> [What you are asked to do]:
Retype, word for word, every line of the records below starting at the one that contains "balanced journal lines." and ending at the one that contains "let mut lines"; include both of those lines and nothing more.
BEGIN Provided data
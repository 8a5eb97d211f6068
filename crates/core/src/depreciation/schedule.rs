//! Depreciation schedule generation.
//!
//! Each run depreciates one asset over one period and carries its own
//! accumulated-before/after pair, capped at the depreciable base.
//! Schedules absorb the rounding remainder in the final period so the
//! lifetime total equals cost minus salvage exactly.

use chrono::{Days, Months, NaiveDate};
use rust_decimal::Decimal;
use serde::{Deserialize, Serialize};
use thiserror::Error;

use tally_shared::types::{AccountId, AssetId, JournalId, Money, MoneyError, TenantId, UserId};

use crate::journal::{Journal, JournalLine, JournalStatus, JournalType};

/// How an asset's cost is spread over its life.
#[derive(Debug, Clone, Copy, PartialEq, Eq, Serialize, Deserialize)]
#[serde(tag = "method", rename_all = "snake_case")]
pub enum DepreciationMethod {
    /// Equal periodic amounts over the useful life.
    StraightLine,
    /// A fixed fraction of net book value per year.
    DecliningBalance {
        /// Annual rate as a fraction in (0, 1].
        rate: Decimal,
    },
}

/// A depreciable fixed asset.
#[derive(Debug, Clone, Serialize, Deserialize)]
pub struct Asset {
    /// Unique identifier.
    pub id: AssetId,
    /// Owning tenant.
    pub tenant_id: TenantId,
    /// Human-facing name.
    pub name: String,
    /// Acquisition cost.
    pub cost: Money,
    /// Expected value at end of life; same currency as cost.
    pub salvage_value: Money,
    /// Useful life in whole years.
    pub useful_life_years: u32,
    /// Depreciation method.
    pub method: DepreciationMethod,
}

impl Asset {
    /// The total amount to depreciate over the asset's life.
    ///
    /// # Errors
    ///
    /// Returns `SalvageExceedsCost` when salvage is above cost, or a
    /// currency mismatch from the subtraction.
    pub fn depreciable_base(&self) -> Result<Money, DepreciationError> {
        if self
            .salvage_value
            .cmp_amount(self.cost)
            .map_err(DepreciationError::Money)?
            == std::cmp::Ordering::Greater
        {
            return Err(DepreciationError::SalvageExceedsCost {
                cost: self.cost,
                salvage: self.salvage_value,
            });
        }
        self.cost
            .checked_sub(self.salvage_value)
            .map_err(DepreciationError::Money)
    }
}

/// One period's depreciation for one asset.
#[derive(Debug, Clone, Serialize, Deserialize)]
pub struct DepreciationRun {
    /// The asset being depreciated.
    pub asset_id: AssetId,
    /// First day of the period.
    pub period_start: NaiveDate,
    /// Last day of the period, inclusive.
    pub period_end: NaiveDate,
    /// The method used.
    pub method: DepreciationMethod,
    /// Depreciation charged this period.
    pub amount: Money,
    /// Accumulated depreciation before this run.
    pub accumulated_before: Money,
    /// Accumulated depreciation after this run.
    pub accumulated_after: Money,
}

/// Errors from depreciation scheduling.
#[derive(Debug, Error)]
pub enum DepreciationError {
    /// Useful life must be at least one year.
    #[error("Useful life must be at least one year, got {0}")]
    InvalidUsefulLife(u32),

    /// Salvage value exceeds cost.
    #[error("Salvage value {salvage} exceeds cost {cost}")]
    SalvageExceedsCost {
        /// Acquisition cost.
        cost: Money,
        /// Salvage value.
        salvage: Money,
    },

    /// Declining-balance rate outside (0, 1].
    #[error("Declining balance rate must be in (0, 1], got {0}")]
    InvalidRate(Decimal),

    /// The asset is already fully depreciated.
    #[error("Asset {0} is fully depreciated")]
    FullyDepreciated(AssetId),

    /// A run would push accumulated depreciation past the base.
    #[error("Run would accumulate {would_accumulate}, cap is {cap}")]
    CapExceeded {
        /// Accumulated after the offending run.
        would_accumulate: Money,
        /// The depreciable base.
        cap: Money,
    },

    /// The period dates are inverted.
    #[error("Period end {end} is before start {start}")]
    InvalidPeriod {
        /// First day.
        start: NaiveDate,
        /// Last day.
        end: NaiveDate,
    },

    /// Monetary arithmetic failed.
    #[error("Money arithmetic failed: {0}")]
    Money(#[from] MoneyError),
}

impl DepreciationError {
    /// Returns the error code for API responses.
    #[must_use]
    pub const fn error_code(&self) -> &'static str {
        match self {
            Self::InvalidUsefulLife(_) => "INVALID_USEFUL_LIFE",
            Self::SalvageExceedsCost { .. } => "SALVAGE_EXCEEDS_COST",
            Self::InvalidRate(_) => "INVALID_DEPRECIATION_RATE",
            Self::FullyDepreciated(_) => "FULLY_DEPRECIATED",
            Self::CapExceeded { .. } => "DEPRECIATION_CAP_EXCEEDED",
            Self::InvalidPeriod { .. } => "INVALID_DEPRECIATION_PERIOD",
            Self::Money(_) => "MONEY_ARITHMETIC_FAILED",
        }
    }
}

/// Stateless depreciation scheduler.
pub struct DepreciationScheduler;

impl DepreciationScheduler {
    /// Generate the complete monthly straight-line schedule for an asset.
    ///
    /// Produces `useful_life_years × 12` runs of `base / months` each
    /// (half-up); the final run absorbs the rounding remainder so the
    /// lifetime total equals the depreciable base exactly.
    ///
    /// # Errors
    ///
    /// Returns a [`DepreciationError`] for an invalid life, inverted
    /// salvage/cost, or failed arithmetic.
    pub fn monthly_schedule(
        asset: &Asset,
        first_period_start: NaiveDate,
    ) -> Result<Vec<DepreciationRun>, DepreciationError> {
        if asset.useful_life_years == 0 {
            return Err(DepreciationError::InvalidUsefulLife(0));
        }
        let base = asset.depreciable_base()?;
        let months = asset.useful_life_years * 12;
        let monthly = Money::from_decimal_rounded(
            base.to_decimal() / Decimal::from(months),
            base.currency(),
        )?;

        let mut runs = Vec::with_capacity(months as usize);
        let mut accumulated = Money::zero(base.currency());
        let mut start = first_period_start;
        for month in 0..months {
            let next_start = start
                .checked_add_months(Months::new(1))
                .ok_or(DepreciationError::InvalidPeriod { start, end: start })?;
            let end = next_start
                .checked_sub_days(Days::new(1))
                .ok_or(DepreciationError::InvalidPeriod { start, end: start })?;

            let remaining = base.checked_sub(accumulated)?;
            let amount = if month == months - 1 {
                // Final period takes whatever keeps the lifetime total exact.
                remaining
            } else if monthly.minor_units() > remaining.minor_units() {
                remaining
            } else {
                monthly
            };
            let after = accumulated.checked_add(amount)?;
            runs.push(DepreciationRun {
                asset_id: asset.id,
                period_start: start,
                period_end: end,
                method: DepreciationMethod::StraightLine,
                amount,
                accumulated_before: accumulated,
                accumulated_after: after,
            });
            accumulated = after;
            start = next_start;
        }
        Ok(runs)
    }

    /// Depreciate one arbitrary period for an asset.
    ///
    /// Straight-line charges `annual × days / 365` (half-up); declining
    /// balance charges `net book value × rate × days / 365`. Either way
    /// the charge is capped at the remaining base.
    ///
    /// # Errors
    ///
    /// Returns `FullyDepreciated` when nothing remains, or another
    /// [`DepreciationError`] for invalid inputs.
    pub fn run_for_period(
        asset: &Asset,
        accumulated_before: Money,
        period_start: NaiveDate,
        period_end: NaiveDate,
    ) -> Result<DepreciationRun, DepreciationError> {
        if asset.useful_life_years == 0 {
            return Err(DepreciationError::InvalidUsefulLife(0));
        }
        if period_end < period_start {
            return Err(DepreciationError::InvalidPeriod {
                start: period_start,
                end: period_end,
            });
        }
        let base = asset.depreciable_base()?;
        let remaining = base.checked_sub(accumulated_before)?;
        if !remaining.is_positive() {
            return Err(DepreciationError::FullyDepreciated(asset.id));
        }

        let days = Decimal::from(period_end.signed_duration_since(period_start).num_days() + 1);
        let year_fraction = days / Decimal::from(365);

        let uncapped = match asset.method {
            DepreciationMethod::StraightLine => {
                let annual = base.to_decimal() / Decimal::from(asset.useful_life_years);
                Money::from_decimal_rounded(annual * year_fraction, base.currency())?
            }
            DepreciationMethod::DecliningBalance { rate } => {
                if rate <= Decimal::ZERO || rate > Decimal::ONE {
                    return Err(DepreciationError::InvalidRate(rate));
                }
                let nbv = asset.cost.checked_sub(accumulated_before)?;
                Money::from_decimal_rounded(nbv.to_decimal() * rate * year_fraction, base.currency())?
            }
        };

        let amount = if uncapped.minor_units() > remaining.minor_units() {
            remaining
        } else {
            uncapped
        };
        let accumulated_after = accumulated_before.checked_add(amount)?;
        Ok(DepreciationRun {
            asset_id: asset.id,
            period_start,
            period_end,
            method: asset.method,
            amount,
            accumulated_before,
            accumulated_after,
        })
    }

    /// Build the draft depreciation journal for a run: debit expense,
    /// credit accumulated depreciation, dated at period end.
    #[must_use]
    pub fn run_to_draft_journal(
        run: &DepreciationRun,
        tenant_id: TenantId,
        expense_account: AccountId,
        accumulated_account: AccountId,
        created_by: UserId,
    ) -> Journal {
        Journal {
            id: JournalId::new(),
            tenant_id,
            journal_type: JournalType::Depreciation,
            transaction_date: run.period_end,
            posting_date: None,
            currency: run.amount.currency(),
            exchange_rate: Decimal::ONE,
            description: format!(
                "Depreciation for asset {} ({} to {})",
                run.asset_id, run.period_start, run.period_end
            ),
            status: JournalStatus::Draft,
            created_by,
            lines: vec![
                JournalLine::debit(1, expense_account, run.amount),
                JournalLine::credit(2, accumulated_account, run.amount),
            ],
        }
    }
}
//! Invoice reduction to journal lines.
//!
//! An invoice never posts directly: its line items reduce to a balanced
//! two-sided posting which then runs through the same validation and
//! workflow pipeline as a hand-entered journal.

use chrono::NaiveDate;
use rust_decimal::Decimal;
use serde::{Deserialize, Serialize};

use tally_shared::types::{AccountId, Currency, InvoiceId, JournalId, Money, TenantId, UserId};

use crate::journal::{Journal, JournalLine, JournalStatus, JournalType};

use super::error::DocumentError;

/// Whether the invoice bills a customer or records a supplier bill.
#[derive(Debug, Clone, Copy, PartialEq, Eq, Serialize, Deserialize)]
#[serde(rename_all = "lowercase")]
pub enum InvoiceKind {
    /// Customer invoice: debit receivable, credit revenue and tax.
    Sales,
    /// Supplier bill: debit expense and tax, credit payable.
    Purchase,
}

/// One billed item on an invoice.
#[derive(Debug, Clone, Serialize, Deserialize)]
pub struct InvoiceLineItem {
    /// What was billed.
    pub description: String,
    /// Billed quantity; fractional quantities are allowed.
    pub quantity: Decimal,
    /// Price per unit, in the invoice currency.
    pub unit_price: Money,
    /// Discount percentage applied to the gross amount (0..=100).
    pub discount_rate: Decimal,
    /// Tax percentage applied to the discounted net (0..=100).
    pub tax_rate: Decimal,
}

/// Accounts an invoice posts against.
#[derive(Debug, Clone, Copy, Serialize, Deserialize)]
pub struct InvoiceAccounts {
    /// Receivable (sales) or payable (purchase) control account.
    pub control: AccountId,
    /// Revenue (sales) or expense (purchase) account.
    pub income: AccountId,
    /// Tax liability account.
    pub tax: AccountId,
}

/// Computed invoice totals in the invoice currency.
#[derive(Debug, Clone, Copy, PartialEq, Eq, Serialize, Deserialize)]
pub struct InvoiceTotals {
    /// Net of all items after discount, before tax.
    pub net: Money,
    /// Total tax.
    pub tax: Money,
    /// Net plus tax; what the counterparty owes.
    pub total: Money,
}

/// A customer invoice or supplier bill.
#[derive(Debug, Clone, Serialize, Deserialize)]
pub struct Invoice {
    /// Unique identifier.
    pub id: InvoiceId,
    /// Owning tenant.
    pub tenant_id: TenantId,
    /// Sales or purchase.
    pub kind: InvoiceKind,
    /// Human-facing invoice number.
    pub number: String,
    /// The invoice date.
    pub invoice_date: NaiveDate,
    /// The invoice currency; all items must match.
    pub currency: Currency,
    /// Exchange rate to the tenant's base currency.
    pub exchange_rate: Decimal,
    /// Workflow status; invoices follow the journal lifecycle.
    pub status: JournalStatus,
    /// Who created the invoice.
    pub created_by: UserId,
    /// The billed items.
    pub line_items: Vec<InvoiceLineItem>,
}

impl Invoice {
    /// Compute the invoice totals.
    ///
    /// Per item: gross = quantity × unit price (half-up), discount is a
    /// percentage of gross (half-up), tax is a percentage of the
    /// discounted net (half-up). Rounding happens per item, not over the
    /// summed totals, so the reduced lines always agree with what each
    /// item shows.
    ///
    /// # Errors
    ///
    /// Returns a [`DocumentError`] for structural defects or failed
    /// arithmetic.
    pub fn totals(&self) -> Result<InvoiceTotals, DocumentError> {
        if self.line_items.is_empty() {
            return Err(DocumentError::NoLineItems);
        }

        let mut net = Money::zero(self.currency);
        let mut tax = Money::zero(self.currency);
        let hundred = Decimal::ONE_HUNDRED;

        for (index, item) in self.line_items.iter().enumerate() {
            let line_number = index as u32 + 1;
            if item.quantity <= Decimal::ZERO {
                return Err(DocumentError::NonPositiveQuantity { line_number });
            }
            if item.unit_price.currency() != self.currency {
                return Err(DocumentError::ItemCurrencyMismatch { line_number });
            }
            for rate in [item.discount_rate, item.tax_rate] {
                if rate < Decimal::ZERO || rate > hundred {
                    return Err(DocumentError::RateOutOfRange { line_number });
                }
            }

            let gross = item.unit_price.multiply_by_rate(item.quantity)?;
            let discount = gross.percent(item.discount_rate)?;
            let item_net = gross.checked_sub(discount)?;
            let item_tax = item_net.percent(item.tax_rate)?;

            net = net.checked_add(item_net)?;
            tax = tax.checked_add(item_tax)?;
        }

        let total = net.checked_add(tax)?;
        Ok(InvoiceTotals { net, tax, total })
    }

    /// Reduce the invoice to balanced journal lines.
    ///
    /// Sales: debit the control account for the total, credit revenue
    /// for net and tax liability for tax. Purchase mirrors the sides.
    /// The tax line is omitted when the tax total is zero.
    ///
    /// # Errors
    ///
    /// See [`Invoice::totals`].
    pub fn to_journal_lines(
        &self,
        accounts: InvoiceAccounts,
    ) -> Result<Vec<JournalLine>, DocumentError> {
        let totals = self.totals()?;

        let mut lines = Vec::with_capacity(3);
        match self.kind {
            InvoiceKind::Sales => {
                lines.push(JournalLine::debit(1, accounts.control, totals.total));
                lines.push(JournalLine::credit(2, accounts.income, totals.net));
                if !totals.tax.is_zero() {
                    lines.push(JournalLine::credit(3, accounts.tax, totals.tax));
                }
            }
            InvoiceKind::Purchase => {
                lines.push(JournalLine::debit(1, accounts.income, totals.net));
                if totals.tax.is_zero() {
                    lines.push(JournalLine::credit(2, accounts.control, totals.total));
                } else {
                    lines.push(JournalLine::debit(2, accounts.tax, totals.tax));
                    lines.push(JournalLine::credit(3, accounts.control, totals.total));
                }
            }
        }
        Ok(lines)
    }

    /// Build the draft journal this invoice posts through.
    ///
    /// # Errors
    ///
    /// See [`Invoice::totals`].
    pub fn to_draft_journal(&self, accounts: InvoiceAccounts) -> Result<Journal, DocumentError> {
        let lines = self.to_journal_lines(accounts)?;
        let journal_type = match self.kind {
            InvoiceKind::Sales => JournalType::Sales,
            InvoiceKind::Purchase => JournalType::Purchase,
        };
        Ok(Journal {
            id: JournalId::new(),
            tenant_id: self.tenant_id,
            journal_type,
            transaction_date: self.invoice_date,
            posting_date: None,
            currency: self.currency,
            exchange_rate: self.exchange_rate,
            description: format!("Invoice {}", self.number),
            status: JournalStatus::Draft,
            created_by: self.created_by,
            lines,
        })
    }
}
END Provided data
> [Response to this task]:
    /// Reduce the invoice to balanced journal lines.
    ///
    /// Sales: debit the control account for the total, credit revenue
    /// for net and tax liability for tax. Purchase mirrors the sides.
    /// The tax line is omitted when the tax total is zero.
    ///
    /// # Errors
    ///
    /// See [`Invoice::totals`].
    pub fn to_journal_lines(
        &self,
        accounts: InvoiceAccounts,
    ) -> Result<Vec<JournalLine>, DocumentError> {
        let totals = self.totals()?;

        let mut lines = Vec::with_capacity(3);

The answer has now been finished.